Dataset content
^^^^^^^^^^^^^^^^
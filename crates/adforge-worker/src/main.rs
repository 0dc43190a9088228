//! `adforge` command line.

use std::net::SocketAddr;
use std::path::{Path, PathBuf};
use std::sync::Arc;
use std::time::Duration;

use anyhow::{bail, Context};
use clap::{Args, Parser, Subcommand, ValueEnum};
use metrics_exporter_prometheus::PrometheusBuilder;
use serde::Serialize;
use tracing::{error, info, warn};
use tracing_subscriber::{fmt, prelude::*, EnvFilter};

use adforge_media::{compile, CompileOptions};
use adforge_models::{
    ActionKind, AnalyzedVideo, CostTier, CreativeBlueprint, EngineDescriptor, Framework, JobId,
    OptimizationGoal, OutputFormat, RenderPlan, Resolution, RiskTolerance,
};
use adforge_router::{EngineRegistry, RouteConstraints, Router};
use adforge_strategy::frameworks::TESTIMONIAL_ASSET;
use adforge_strategy::{decide, DecisionOutcome, DecisionRequest, DEFAULT_MAX_STRATEGIES};
use adforge_worker::{
    load_analysis, load_blueprint, load_history, resolve_goal, Pipeline, PipelineInput,
    WorkerConfig,
};

#[derive(Parser)]
#[command(name = "adforge", version, about = "Ad strategy decisions and capability-routed rendering")]
struct Cli {
    #[command(subcommand)]
    command: Command,
}

#[derive(Subcommand)]
enum Command {
    /// Detect problems and rank remediation strategies
    Decide {
        /// Analyzed video JSON
        #[arg(long)]
        analysis: PathBuf,
        #[command(flatten)]
        decision: DecisionArgs,
    },
    /// Compile one selected strategy into a render plan
    Compile {
        #[arg(long)]
        analysis: PathBuf,
        #[command(flatten)]
        decision: DecisionArgs,
        /// 1-based rank of the strategy to compile
        #[arg(long, default_value_t = 1)]
        rank: usize,
        #[command(flatten)]
        output: OutputArgs,
    },
    /// Decide, compile and route one video
    Run {
        #[arg(long)]
        analysis: PathBuf,
        #[command(flatten)]
        decision: DecisionArgs,
        #[command(flatten)]
        output: OutputArgs,
        #[command(flatten)]
        route: RouteArgs,
    },
    /// Decide, compile and route many videos
    Batch {
        /// Analyzed video JSON files
        #[arg(required = true)]
        analyses: Vec<PathBuf>,
        #[command(flatten)]
        decision: DecisionArgs,
        #[command(flatten)]
        output: OutputArgs,
        #[command(flatten)]
        route: RouteArgs,
    },
    /// Print the JSON schema of a document
    Schema {
        #[arg(value_enum)]
        document: SchemaDocument,
    },
}

#[derive(Args)]
struct DecisionArgs {
    /// Creative blueprint JSON
    #[arg(long)]
    blueprint: Option<PathBuf>,
    /// retention, ctr or conversions (defaults to the blueprint objective)
    #[arg(long)]
    goal: Option<OptimizationGoal>,
    #[arg(long, default_value = "medium")]
    risk: RiskTolerance,
    /// Action kinds that must not be used (repeatable)
    #[arg(long = "forbid")]
    forbidden: Vec<ActionKind>,
    /// JSON array of past framework outcomes
    #[arg(long)]
    history: Option<PathBuf>,
    /// Framework used in the previous session
    #[arg(long)]
    previous_framework: Option<Framework>,
    #[arg(long, default_value_t = DEFAULT_MAX_STRATEGIES)]
    max_strategies: usize,
}

#[derive(Args)]
struct OutputArgs {
    /// Output frame size, e.g. 1080x1920 (defaults to the source size)
    #[arg(long, value_parser = parse_resolution)]
    resolution: Option<Resolution>,
    /// External asset as name=uri (repeatable)
    #[arg(long = "asset", value_parser = parse_asset)]
    assets: Vec<(String, String)>,
}

#[derive(Args)]
struct RouteArgs {
    /// Engine registry JSON (defaults to ADFORGE_REGISTRY_PATH)
    #[arg(long)]
    registry: Option<PathBuf>,
    /// Most expensive engine tier allowed
    #[arg(long, value_parser = parse_cost_tier)]
    cost_ceiling: Option<CostTier>,
    /// Per-attempt engine deadline
    #[arg(long)]
    timeout_secs: Option<u64>,
    /// Job id (generated when omitted)
    #[arg(long)]
    job_id: Option<String>,
}

#[derive(Clone, Copy, ValueEnum)]
enum SchemaDocument {
    Analysis,
    Blueprint,
    Plan,
    Engine,
}

fn parse_resolution(s: &str) -> Result<Resolution, String> {
    let (w, h) = s
        .split_once('x')
        .ok_or_else(|| format!("expected WIDTHxHEIGHT, got '{}'", s))?;
    let width = w.trim().parse::<u32>().map_err(|e| e.to_string())?;
    let height = h.trim().parse::<u32>().map_err(|e| e.to_string())?;
    if width == 0 || height == 0 {
        return Err("resolution must be non-zero".to_string());
    }
    Ok(Resolution::new(width, height))
}

fn parse_asset(s: &str) -> Result<(String, String), String> {
    match s.split_once('=') {
        Some((name, uri)) if !name.is_empty() && !uri.is_empty() => {
            Ok((name.to_string(), uri.to_string()))
        }
        _ => Err(format!("expected name=uri, got '{}'", s)),
    }
}

fn parse_cost_tier(s: &str) -> Result<CostTier, String> {
    match s.to_lowercase().as_str() {
        "low" => Ok(CostTier::Low),
        "medium" => Ok(CostTier::Medium),
        "high" => Ok(CostTier::High),
        "premium" => Ok(CostTier::Premium),
        _ => Err(format!("unknown cost tier '{}'", s)),
    }
}

impl DecisionArgs {
    fn blueprint(&self) -> anyhow::Result<Option<CreativeBlueprint>> {
        self.blueprint
            .as_ref()
            .map(load_blueprint)
            .transpose()
            .context("loading blueprint")
    }

    fn request(&self, blueprint: Option<&CreativeBlueprint>) -> anyhow::Result<DecisionRequest> {
        let mut request = DecisionRequest::new(resolve_goal(self.goal, blueprint))
            .with_risk_tolerance(self.risk)
            .with_max_strategies(self.max_strategies);
        for kind in &self.forbidden {
            request = request.forbid(*kind);
        }
        if let Some(path) = &self.history {
            request = request.with_history(load_history(path).context("loading history")?);
        }
        if let Some(framework) = self.previous_framework {
            request = request.with_previous_framework(framework);
        }
        Ok(request)
    }
}

impl OutputArgs {
    fn compile_options(&self, config: &WorkerConfig) -> CompileOptions {
        let mut options = CompileOptions::default();
        if let Some(resolution) = self.resolution {
            options = options.with_output(OutputFormat {
                resolution,
                ..OutputFormat::default()
            });
        }
        if let Some(uri) = &config.testimonial_asset {
            options = options.with_asset(TESTIMONIAL_ASSET, uri.clone());
        }
        for (name, uri) in &self.assets {
            options = options.with_asset(name.clone(), uri.clone());
        }
        options
    }
}

impl RouteArgs {
    fn constraints(&self) -> RouteConstraints {
        RouteConstraints {
            cost_ceiling: self.cost_ceiling,
            timeout: self.timeout_secs.map(Duration::from_secs),
        }
    }

    fn pipeline(&self, config: &WorkerConfig) -> anyhow::Result<Pipeline> {
        let path = self.registry.as_ref().unwrap_or(&config.registry_path);
        let registry = EngineRegistry::from_file(path)
            .with_context(|| format!("loading engine registry {}", path.display()))?;
        let router = Router::from_registry(registry, config.router.clone())?;
        Ok(Pipeline::new(Arc::new(router)))
    }
}

fn print_json<T: Serialize>(value: &T) -> anyhow::Result<()> {
    println!("{}", serde_json::to_string_pretty(value)?);
    Ok(())
}

fn init_tracing() {
    // Colored output for dev, JSON for production; stdout carries results
    let use_json = std::env::var("LOG_FORMAT")
        .map(|v| v.to_lowercase() == "json")
        .unwrap_or(false);

    let mut env_filter = EnvFilter::from_default_env();
    if std::env::var("RUST_LOG").is_err() {
        if let Ok(directive) = "adforge=info".parse() {
            env_filter = env_filter.add_directive(directive);
        }
    }

    if use_json {
        tracing_subscriber::registry()
            .with(fmt::layer().json().with_writer(std::io::stderr))
            .with(env_filter)
            .init();
    } else {
        tracing_subscriber::registry()
            .with(
                fmt::layer()
                    .with_writer(std::io::stderr)
                    .with_ansi(true)
                    .with_target(true)
                    .with_thread_ids(false)
                    .with_file(false)
                    .with_line_number(false),
            )
            .with(env_filter)
            .init();
    }
}

fn init_metrics(addr: SocketAddr) {
    match PrometheusBuilder::new().with_http_listener(addr).install() {
        Ok(()) => info!("Prometheus metrics on http://{}/metrics", addr),
        Err(e) => warn!("Metrics exporter not started: {}", e),
    }
}

fn load_inputs(
    analysis: &Path,
    decision: &DecisionArgs,
) -> anyhow::Result<(AnalyzedVideo, Option<CreativeBlueprint>, DecisionRequest)> {
    let video = load_analysis(analysis)
        .with_context(|| format!("loading analysis {}", analysis.display()))?;
    let blueprint = decision.blueprint()?;
    let request = decision.request(blueprint.as_ref())?;
    Ok((video, blueprint, request))
}

fn compile_ranked(
    video: &AnalyzedVideo,
    decision: &DecisionOutcome,
    rank: usize,
    options: &CompileOptions,
) -> anyhow::Result<RenderPlan> {
    let strategies = decision.strategies();
    if strategies.is_empty() {
        bail!(
            "decision was {}: {}",
            decision.kind(),
            decision.fallback_suggestion().unwrap_or_default()
        );
    }
    let Some(strategy) = rank.checked_sub(1).and_then(|i| strategies.get(i)) else {
        bail!("rank {} out of range (1-{})", rank, strategies.len());
    };
    Ok(compile(video, &strategy.candidate, options))
}

#[tokio::main]
async fn main() -> anyhow::Result<()> {
    // Load environment variables
    dotenvy::dotenv().ok();
    init_tracing();

    let cli = Cli::parse();
    let config = WorkerConfig::from_env();
    if let Some(addr) = config.metrics_addr {
        init_metrics(addr);
    }

    match cli.command {
        Command::Decide { analysis, decision } => {
            let (video, _, request) = load_inputs(&analysis, &decision)?;
            print_json(&decide(&video, &request))
        }
        Command::Compile {
            analysis,
            decision,
            rank,
            output,
        } => {
            let (video, _, request) = load_inputs(&analysis, &decision)?;
            let outcome = decide(&video, &request);
            let plan = compile_ranked(&video, &outcome, rank, &output.compile_options(&config))?;
            if let Some(reason) = plan.uncompilable_reason() {
                warn!("Plan {} is uncompilable: {}", plan.plan_id, reason);
            }
            print_json(&plan)
        }
        Command::Run {
            analysis,
            decision,
            output,
            route,
        } => {
            let (video, blueprint, request) = load_inputs(&analysis, &decision)?;
            let pipeline = route.pipeline(&config)?;
            let mut input = PipelineInput::new(video, request)
                .with_compile_options(output.compile_options(&config))
                .with_constraints(route.constraints());
            if let Some(blueprint) = blueprint {
                input = input.with_blueprint(blueprint);
            }
            let job_id = route
                .job_id
                .clone()
                .map(JobId::from_string)
                .unwrap_or_default();
            let outcome = pipeline.run(job_id, input).await?;
            print_json(&outcome)
        }
        Command::Batch {
            analyses,
            decision,
            output,
            route,
        } => {
            let blueprint = decision.blueprint()?;
            let request = decision.request(blueprint.as_ref())?;
            let options = output.compile_options(&config);
            let pipeline = route.pipeline(&config)?;

            let mut jobs = Vec::with_capacity(analyses.len());
            for path in &analyses {
                let video = load_analysis(path)
                    .with_context(|| format!("loading analysis {}", path.display()))?;
                let mut input = PipelineInput::new(video, request.clone())
                    .with_compile_options(options.clone())
                    .with_constraints(route.constraints());
                if let Some(blueprint) = &blueprint {
                    input = input.with_blueprint(blueprint.clone());
                }
                jobs.push((JobId::new(), input));
            }
            let job_ids: Vec<JobId> = jobs.iter().map(|(id, _)| id.clone()).collect();

            let results = pipeline.run_batch(jobs).await;
            let mut report = Vec::with_capacity(results.len());
            for ((path, job_id), result) in analyses.iter().zip(job_ids).zip(results) {
                let entry = match result {
                    Ok(outcome) => serde_json::json!({
                        "analysis": path,
                        "job_id": job_id,
                        "outcome": outcome,
                    }),
                    Err(e) => {
                        error!(job_id = %job_id, "{}", e);
                        serde_json::json!({
                            "analysis": path,
                            "job_id": job_id,
                            "error": e.to_string(),
                        })
                    }
                };
                report.push(entry);
            }
            print_json(&report)
        }
        Command::Schema { document } => match document {
            SchemaDocument::Analysis => print_json(&schemars::schema_for!(AnalyzedVideo)),
            SchemaDocument::Blueprint => print_json(&schemars::schema_for!(CreativeBlueprint)),
            SchemaDocument::Plan => print_json(&schemars::schema_for!(RenderPlan)),
            SchemaDocument::Engine => print_json(&schemars::schema_for!(EngineDescriptor)),
        },
    }
}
^^^^^^^^^^^^^^^^
About this task
If a line in the entries contains the word "loading", copy that line out.

Exercise answer
            .context("loading blueprint")
            request = request.with_history(load_history(path).context("loading history")?);
            .with_context(|| format!("loading engine registry {}", path.display()))?;
        .with_context(|| format!("loading analysis {}", analysis.display()))?;
                    .with_context(|| format!("loading analysis {}", path.display()))?;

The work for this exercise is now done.